The GA regions on all the AMD FAF images and the Stargardt atrophy regions on all the Stargardt FAF images from both baseline and follow-up visits were manually delineated/labeled by certified reading center graders and were utilized as the ground truth. In the baseline atrophy segmentation algorithms’ training and testing for both the regular U-Net and the self-attended U-Net, the baseline images and corresponding manual labels are utilized. In the prediction algorithm’s training and testing of the self-attended U-Net for both AMD and Stargardt data, the original FAF images from the Month 12 visit were not used, only their manual labels (aligned with baseline images as described in “Longitudinal image and label alignment”) along with corresponding baseline images for ground truth for training and testing of the CNNs to predict progression of the diseases. Since the AMD FAF images included a black border on the bottom, we automatically detected and removed the black borders of these images (and cropped the black borders from the manually delineated ground truth) before algorithm training and testing, and then resized the images and manual labels to a constant size of 768 × 768 pixels. We used an eight-fold cross validation approach due to the relatively small size of the data set. The same 10 and 22 AMD and Stargardt eyes were used respectively as validation data. Eight rotating sets of 10 AMD eyes and 23 Stargardt eyes were used for testing, with 1 different set used for testing and the rest used for training for each fold.

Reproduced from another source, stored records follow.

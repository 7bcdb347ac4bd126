//! NOS Memory Management
//!
//! This crate provides the per-process virtual-memory layer:
//!
//! - **Physical**: the frame allocator contract and a fixed frame arena
//! - **Page tables**: three-level Sv39 walk, map, unmap and teardown
//! - **Address spaces**: grow, shrink, fork and destroy of one process image
//! - **User copy**: checked transfers between kernel buffers and user memory
//! - **Mapped files**: lazily populated `mmap` regions and `munmap` write-back

#![cfg_attr(not(test), no_std)]
#![warn(clippy::all)]

extern crate alloc;

pub mod address_space;
pub mod config;
pub mod error;
pub mod mmap;
pub mod page_table;
pub mod physical;
pub mod syscall;
pub mod user_copy;
pub mod virtual_mem;

pub use address_space::AddressSpace;
pub use config::{MmapConfig, MAX_REGIONS};
pub use error::{VmError, VmResult};
pub use mmap::{MapFlags, MappedRegion, ProcessMemory, Prot, RegionTable};
pub use page_table::{PageTable, PageTableEntry, PteFlags, PteSlot, PTE_COUNT};
pub use physical::{
    page_round_down, page_round_up, FrameAllocator, FrameArena, PhysAddr, PhysMemory, PAGE_SHIFT,
    PAGE_SIZE,
};
pub use syscall::{sys_mmap, sys_munmap, FileTable, MAP_FAILED};
pub use user_copy::{copy_in, copy_in_str, copy_out};
pub use virtual_mem::{VirtAddr, MAXVA};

Standard protocol approvals and patient consents

All methods were carried out in accordance with relevant guidelines and regulations. For AMD eyes, ethics review and institutional review board approval from the University of California—Los Angeles were obtained. For Stargardt eyes, the ethics reviews and institutional review board approvals were obtained from the local ethics committees of all the nine participating institutions, i.e., The Wilmer Eye Institute, Johns Hopkins University, Baltimore, Maryland (JHU); Greater Baltimore Medical Centre, Baltimore, Maryland (GBMC); Scheie Eye Institute, University of Philadelphia, Philadelphia, Pennsylvania (PENN); Retina Foundation of the Southwest, Dallas, Texas (RFSW); Moran Eye Centre, Salt Lake City, Utah (MEC); Cole Eye Institute, Cleveland Clinic, Cleveland, Ohio (CC); Moorfields Eye Hospital, London, UK (MEH, UK); Université de Paris 06, Institut national de la santé et de la recherche médicale, Paris, France (INSERM, France); and Eberhard-Karls University Eye Hospital, Tuebingen, Germany (EKU, Germany). Informed consent from all subjects and/or their legal guardian(s) for both study participation and publication of identifying images was obtained.

Longitudinal image and label alignment

To predict the atrophy progression from AMD and Stargardt using the self-attended U-Net, we utilized the baseline FAF images and the corresponding manual labels of Month 12 for the algorithm training, which were longitudinally aligned. A feature-based image registration approach with rigid transformation which based on vessel branching, bifurcation, and crossover points was utilized to first align each Month 12 FAF image to its corresponding baseline image36. The same spatial transformation was then also applied on the Month 12 manual label image to obtain the registered ground truth for the training and testing of the self-attended U-Net for the prediction of the atrophy progression over time for both AMD and Stargardt. A set of longitudinal AMD and a set of Stargardt FAF image and ground truth registration results are demonstrated in Fig. 2.

Figure 2
figure 2

Illustration of longitudinal image and label alignment for AMD and Stargardt data. Note the hypo-fluorescence regions on the FAF images are AMD atrophic lesions (i.e., GA) (upper row) and Stargardt atrophic lesions (bottom row) respectively.

Self-attended deep CNNs

We embed the self-attended mechanism directly on different deep CNN layers of the proven state-of-the-art U-Net. Such a CNN system is concise without the dependency of complicated external network components and parameters, and yet more effective and efficient than the regular U-Net. Figure 3 illustrates the self-attended deep CNN mechanism/architecture.

Figure 3
figure 3

Illustration of the self-attended deep CNN mechanism/architecture.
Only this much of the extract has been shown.